[TASK ITEM]
Read the data below line by line and copy each one with "None" in it.

[Saved entries]
//! BCSV field types, values, and keys

use std::fmt;

use super::error::{BcsvError, BcsvResult};

/// Length of an inline string field
pub const INLINE_STRING_SIZE: usize = 32;

/// Declared type of a field
#[derive(Debug, Clone, Copy, PartialEq, Eq, Hash)]
pub enum FieldType {
    /// Signed 32-bit integer
    Int,
    /// 32-byte inline Shift-JIS string
    InlineString,
    /// 32-bit IEEE-754 float
    Float,
    /// Unsigned 32-bit integer
    UnsignedInt,
    /// Signed 16-bit integer
    Short,
    /// Unsigned 8-bit integer
    Byte,
    /// 32-bit offset into the string pool
    StringOffset,
}

impl FieldType {
    /// Decode the type byte of a field descriptor
    pub fn from_u8(value: u8) -> BcsvResult<Self> {
        match value {
            0 => Ok(Self::Int),
            1 => Ok(Self::InlineString),
            2 => Ok(Self::Float),
            3 => Ok(Self::UnsignedInt),
            4 => Ok(Self::Short),
            5 => Ok(Self::Byte),
            6 => Ok(Self::StringOffset),
            other => Err(BcsvError::UnknownFieldType(other)),
        }
    }

    /// Type byte written to the field descriptor
    #[must_use]
    pub const fn to_u8(self) -> u8 {
        match self {
            Self::Int => 0,
            Self::InlineString => 1,
            Self::Float => 2,
            Self::UnsignedInt => 3,
            Self::Short => 4,
            Self::Byte => 5,
            Self::StringOffset => 6,
        }
    }

    /// Bytes occupied in a record
    #[must_use]
    pub const fn size(self) -> usize {
        match self {
            Self::Int | Self::Float | Self::UnsignedInt | Self::StringOffset => 4,
            Self::InlineString => INLINE_STRING_SIZE,
            Self::Short => 2,
            Self::Byte => 1,
        }
    }

    /// Mask covering the whole value
    #[must_use]
    pub const fn full_mask(self) -> u32 {
        match self {
            Self::Short => 0xFFFF,
            Self::Byte => 0xFF,
            _ => 0xFFFF_FFFF,
        }
    }

    /// Whether values of this type go through mask and shift
    #[must_use]
    pub const fn is_integer(self) -> bool {
        matches!(self, Self::Int | Self::UnsignedInt | Self::Short | Self::Byte)
    }

    /// Value a new entry gets for a field of this type
    #[must_use]
    pub fn default_value(self) -> FieldValue {
        match self {
            Self::Int => FieldValue::Int(0),
            Self::InlineString | Self::StringOffset => FieldValue::String(String::new()),
            Self::Float => FieldValue::Float(0.0),
            Self::UnsignedInt => FieldValue::UnsignedInt(0),
            Self::Short => FieldValue::Short(0),
            Self::Byte => FieldValue::Byte(0),
        }
    }
}

/// Decoded field value
#[derive(Debug, Clone, PartialEq)]
pub enum FieldValue {
    /// Signed 32-bit integer
    Int(i32),
    /// Inline or pooled string
    String(String),
    /// Raw 32-bit float
    Float(f32),
    /// Unsigned 32-bit integer
    UnsignedInt(u32),
    /// Signed 16-bit integer
    Short(i16),
    /// Unsigned byte
    Byte(u8),
}

impl FieldValue {
    /// Check whether this value can be stored in a field of `field_type`
    #[must_use]
    pub const fn matches(&self, field_type: FieldType) -> bool {
        matches!(
            (self, field_type),
            (Self::Int(_), FieldType::Int)
                | (
                    Self::String(_),
                    FieldType::InlineString | FieldType::StringOffset
                )
                | (Self::Float(_), FieldType::Float)
                | (Self::UnsignedInt(_), FieldType::UnsignedInt)
                | (Self::Short(_), FieldType::Short)
                | (Self::Byte(_), FieldType::Byte)
        )
    }

    /// Integer value widened to `i64`, `None` for strings and floats
    #[must_use]
    pub fn as_i64(&self) -> Option<i64> {
        match self {
            Self::Int(v) => Some(i64::from(*v)),
            Self::UnsignedInt(v) => Some(i64::from(*v)),
            Self::Short(v) => Some(i64::from(*v)),
            Self::Byte(v) => Some(i64::from(*v)),
            Self::String(_) | Self::Float(_) => None,
        }
    }

    /// String contents, `None` for numeric values
    #[must_use]
    pub fn as_str(&self) -> Option<&str> {
        match self {
            Self::String(s) => Some(s),
            _ => None,
        }
    }

    /// Text shown to the user
    ///
    /// Floats are truncated, not rounded, to three decimals. This is only a
    /// presentation; the stored value keeps its exact bits.
    #[must_use]
    pub fn display(&self) -> String {
        match self {
            Self::Float(v) => {
                let truncated = (f64::from(*v) * 1000.0).trunc() / 1000.0;
                format!("{truncated:.3}")
            }
            Self::Int(v) => v.to_string(),
            Self::UnsignedInt(v) => v.to_string(),
            Self::Short(v) => v.to_string(),
            Self::Byte(v) => v.to_string(),
            Self::String(s) => s.clone(),
        }
    }
}

impl fmt::Display for FieldValue {
    fn fmt(&self, f: &mut fmt::Formatter<'_>) -> fmt::Result {
        f.write_str(&self.display())
    }
}

/// Field schema entry
#[derive(Debug, Clone, PartialEq, Eq)]
pub struct BcsvField {
    /// JMap hash of the field name
    pub hash: u32,
    /// Bit mask, applied in place before shifting
    pub mask: u32,
    /// Byte offset within the record
    pub offset: u16,
    /// Right shift applied after masking
    pub shift: u8,
    /// Declared type
    pub field_type: FieldType,
}

impl BcsvField {
    /// Field covering a whole value of `field_type` at `offset`
    pub fn new(hash: u32, field_type: FieldType, offset: u16) -> Self {
        Self {
            hash,
            mask: field_type.full_mask(),
            offset,
            shift: 0,
            field_type,
        }
    }

    /// Extract this field's bits from a raw value
    #[must_use]
    pub fn extract(&self, raw: u32) -> u32 {
        (raw & self.mask)
            .checked_shr(u32::from(self.shift))
            .unwrap_or(0)
    }

    /// Merge `value` into the bits of `raw` covered by this field
    #[must_use]
    pub fn pack(&self, raw: u32, value: u32) -> u32 {
        let shifted = value.checked_shl(u32::from(self.shift)).unwrap_or(0);
        (raw & !self.mask) | (shifted & self.mask)
    }

    /// Whether `value` survives packing unchanged
    #[must_use]
    pub fn fits(&self, value: u32) -> bool {
        self.extract(self.pack(0, value)) == value
    }
}

/// Field lookup key: a name that is hashed, or a precomputed hash
#[derive(Debug, Clone, Copy, PartialEq, Eq)]
pub enum FieldKey<'a> {
    /// Plain field name
    Name(&'a str),
    /// JMap hash
    Hash(u32),
}

impl FieldKey<'_> {
    /// Hash used for the schema lookup
    #[must_use]
    pub fn hash(&self) -> u32 {
        match self {
            Self::Name(name) => starbit_hash::field_name_to_hash(name),
            Self::Hash(hash) => *hash,
        }
    }
}

impl<'a> From<&'a str> for FieldKey<'a> {
    fn from(name: &'a str) -> Self {
        Self::Name(name)
    }
}

impl<'a> From<&'a String> for FieldKey<'a> {
    fn from(name: &'a String) -> Self {
        Self::Name(name)
    }
}

impl From<u32> for FieldKey<'_> {
    fn from(hash: u32) -> Self {
        Self::Hash(hash)
    }
}

#[cfg(test)]
#[allow(clippy::expect_used, clippy::unwrap_used)]
mod tests {
    use super::*;

    #[test]
    fn test_type_bytes() {
        for byte in 0..=6 {
            assert_eq!(FieldType::from_u8(byte).unwrap().to_u8(), byte);
        }
        assert!(matches!(
            FieldType::from_u8(7),
            Err(BcsvError::UnknownFieldType(7))
        ));
    }

    #[test]
    fn test_masked_extract_and_pack() {
        let field = BcsvField {
            hash: 0,
            mask: 0x0000_FF00,
            offset: 0,
            shift: 8,
            field_type: FieldType::Int,
        };

        assert_eq!(field.extract(0x1234_5678), 0x56);
        assert_eq!(field.pack(0x1234_5678, 0xAB), 0x1234_AB78);
        assert!(field.fits(0xFF));
        assert!(!field.fits(0x100));
    }

    #[test]
    fn test_shift_past_width() {
        let field = BcsvField {
            hash: 0,
            mask: u32::MAX,
            offset: 0,
            shift: 40,
            field_type: FieldType::Int,
        };
        assert_eq!(field.extract(u32::MAX), 0);
        assert_eq!(field.pack(0, 1), 0);
    }

    #[test]
    fn test_float_display_truncates() {
        assert_eq!(FieldValue::Float(1.0).display(), "1.000");
        assert_eq!(FieldValue::Float(2.9999).display(), "2.999");
        assert_eq!(FieldValue::Float(-0.5006).display(), "-0.500");
        assert_eq!(FieldValue::Int(-3).to_string(), "-3");
        assert_eq!(FieldValue::String("Kuribo".into()).display(), "Kuribo");
    }

    #[test]
    fn test_field_key_hash() {
        let by_name = FieldKey::from("HitPointNum");
        let by_hash = FieldKey::from(0x6116_9069_u32);
        assert_eq!(by_name.hash(), by_hash.hash());
    }

    #[test]
    fn test_value_type_matching() {
        assert!(FieldValue::String(String::new()).matches(FieldType::StringOffset));
        assert!(FieldValue::String(String::new()).matches(FieldType::InlineString));
        assert!(!FieldValue::Int(0).matches(FieldType::UnsignedInt));
        assert_eq!(FieldValue::Short(-2).as_i64(), Some(-2));
        assert_eq!(FieldValue::Float(1.5).as_i64(), None);
    }
}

[ANSWER TO THE PROBLEM]
    /// Integer value widened to `i64`, `None` for strings and floats
            Self::String(_) | Self::Float(_) => None,
    /// String contents, `None` for numeric values
            _ => None,
        assert_eq!(FieldValue::Float(1.5).as_i64(), None);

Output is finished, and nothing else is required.